Calling all Genea-Musings Fans:
It’s Saturday Night again –
time for some more Genealogy Fun!!
Here is your assignment, should you decide to accept it (you ARE reading this, so I assume that you really want to play along – cue the Mission Impossible music!):
1) Ellen Thompson-Jennings wrote Who Has Helped You The Most With Your Family History? on her Hound on the Hunt blog this week. That is a great prompt for Saturday Night Genealogy Fun. Thank you, Ellen!
Who has helped me (the most) with my genealogy?
- My grandmother, Winnie Currey Crawford gets credit for starting me on this over 40 year journey.
- My mother-in-law gets credit for teaching me about pedigree charts and family group sheets
- My grandmothers, Winnie Crawford and Pauline Mentzer for collecting and passing on family information, documents and pictures
- American Genealogical Lending Library (AGLL) for providing access to microfilm of records that were mailed to my home. (I live 75 miles from a family history center or library with a genealogy collection.) [The Role of the AGLL in Supplying Microform Resources Readily Available to Genealogists ]
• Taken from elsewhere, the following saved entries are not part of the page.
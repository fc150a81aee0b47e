//! `AutonomyOrchestrator`: the top-level tick loop for everything the
//! agent does without a human driving a turn directly — cron jobs, the
//! adaptive heartbeat, and the housekeeping sweeps (expired approvals,
//! expired capability grants) that would otherwise only ever run on a
//! live turn. Shaped after a cron scheduler's own tick loop, generalized
//! to also age the heartbeat and gate everything behind the autonomy
//! budget.

use std::sync::Arc;
use std::time::Duration;

use chrono::{DateTime, Utc};
use tokio::sync::watch;

use crate::approval::ApprovalWorkflow;
use crate::capability::CapabilityStore;
use crate::journal::ObservationStore;
use crate::scheduler::{AutonomyBudget, CronJob, CronService, HeartbeatRunner, TickOutcome};

/// Executes the action a due `CronJob` represents. The orchestrator only
/// knows how to schedule and retry; what a job actually does (trigger a
/// turn, run a workflow, ping a channel) is supplied by the caller.
#[async_trait::async_trait]
pub trait CronJobRunner: Send + Sync {
    async fn run_job(&self, job: &CronJob) -> std::result::Result<(), String>;
}

pub struct AutonomyOrchestrator {
    heartbeat: Arc<HeartbeatRunner>,
    cron: Arc<CronService>,
    budget: Arc<AutonomyBudget>,
    approvals: Arc<ApprovalWorkflow>,
    capabilities: Arc<CapabilityStore>,
    observations: Arc<ObservationStore>,
    job_runner: Arc<dyn CronJobRunner>,
}

impl AutonomyOrchestrator {
    pub fn new(
        heartbeat: Arc<HeartbeatRunner>,
        cron: Arc<CronService>,
        budget: Arc<AutonomyBudget>,
        approvals: Arc<ApprovalWorkflow>,
        capabilities: Arc<CapabilityStore>,
        observations: Arc<ObservationStore>,
        job_runner: Arc<dyn CronJobRunner>,
    ) -> Self {
        Self {
            heartbeat,
            cron,
            budget,
            approvals,
            capabilities,
            observations,
            job_runner,
        }
    }

    /// Runs ticks at the heartbeat's current interval until `shutdown`
    /// fires. The interval is re-read every iteration so a tick that
    /// raises or lowers pressure takes effect on the very next wait.
    pub async fn run(&self, mut shutdown: watch::Receiver<bool>) {
        loop {
            let interval_ms = self.heartbeat.current_interval_ms();
            tokio::select! {
                _ = tokio::time::sleep(Duration::from_millis(interval_ms)) => {}
                _ = shutdown.changed() => {
                    if *shutdown.borrow() {
                        break;
                    }
                }
            }

            self.tick(Utc::now()).await;
        }
    }

    /// One heartbeat cycle: age the interval, sweep expired approvals and
    /// capability grants, then run any due cron jobs if the autonomy
    /// budget allows it.
    pub async fn tick(&self, now: DateTime<Utc>) {
        self.heartbeat.update(self.observations.len() as u64);
        self.approvals.sweep_expired(now);
        self.capabilities.prune(now);

        if !self.budget.try_consume("autonomy", now) {
            tracing::debug!("autonomy budget exhausted or in quiet hours; skipping this tick's cron run");
            return;
        }

        let runner = self.job_runner.clone();
        let result = self
            .cron
            .tick(now, move |job| {
                let runner = runner.clone();
                async move {
                    match runner.run_job(&job).await {
                        Ok(()) => TickOutcome::Succeeded,
                        Err(message) => TickOutcome::Failed(message),
                    }
                }
            })
            .await;

        if let Err(err) = result {
            tracing::warn!(error = %err, "cron tick failed to persist its snapshot");
        }
    }
}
- My great aunts, Gladys Crawford and Pearl Currey, for their work researching my Crawford and Currey ancestors
- My mother’s cousin, Max Briles, for compiling a Briles genealogy
- The Topeka Genealogical Society and the Northwest Missouri Genealogical Society for their libraries and resources
- Ruth Keys Clark for sponsoring research trips to Salt Lake City and encouraging me to grow my skills as a genealogist.
- RootsWeb and GenWeb communities — for the multitude of volunteer hours sharing genealogy information and techniques
- SASE (self addressed stamped envelopes) and e-mail for helping me request records and connect with other researchers
- Thomas MacEntee (Genealogy Bargains, Do-Over), Dear Myrtle and Mondays with Myrt for helping me update my skills after retirement
- Richard Lackey and Elizabeth Shown Mills (Evidence Explained) for helping me learn to document my research
- RootsMagic for providing an easy process to convert my Master Genealogist data to RootsMagic
But the MOST help with my genealogy research has come from the actions of the 1875 Kansas Editors’ and Publishers. Their founding of the Kansas State Historical Society and insistence that the Kansas newspapers be preserved has made this vast collection of newspapers available for me to research today.
- Kansas State Historical Society (Wikipedia)
- Kansas Newspapers (FamilySearch Wiki)
- Kansas Newspaper Database
- Kansas Historical Open Content (Newspapers.com)
- Free Historical Newspaper Links – Kansas (Ancestor Hunt List)
Since all of my second great-grandparents lived in Kansas with all but one dying in Kansas, these newspapers have provided a wealth of information about my family.
Even though this collection of newspapers has helped me the most, I would be remiss if I didn’t recognize the help my husband has provided over the years. Not only has he allowed me to spend money on my genealogy research but he has travelled with me on research trips. During a trip to Salt Lake City and the Tetons, my husband started researching his own tree. Now in retirement, we both are enjoying the challenges of researching our respective trees.

I love your extensive list. I kept mine very narrow to just one mentor on each side of the family. I miss Mondays with Myrt. I listened in every week.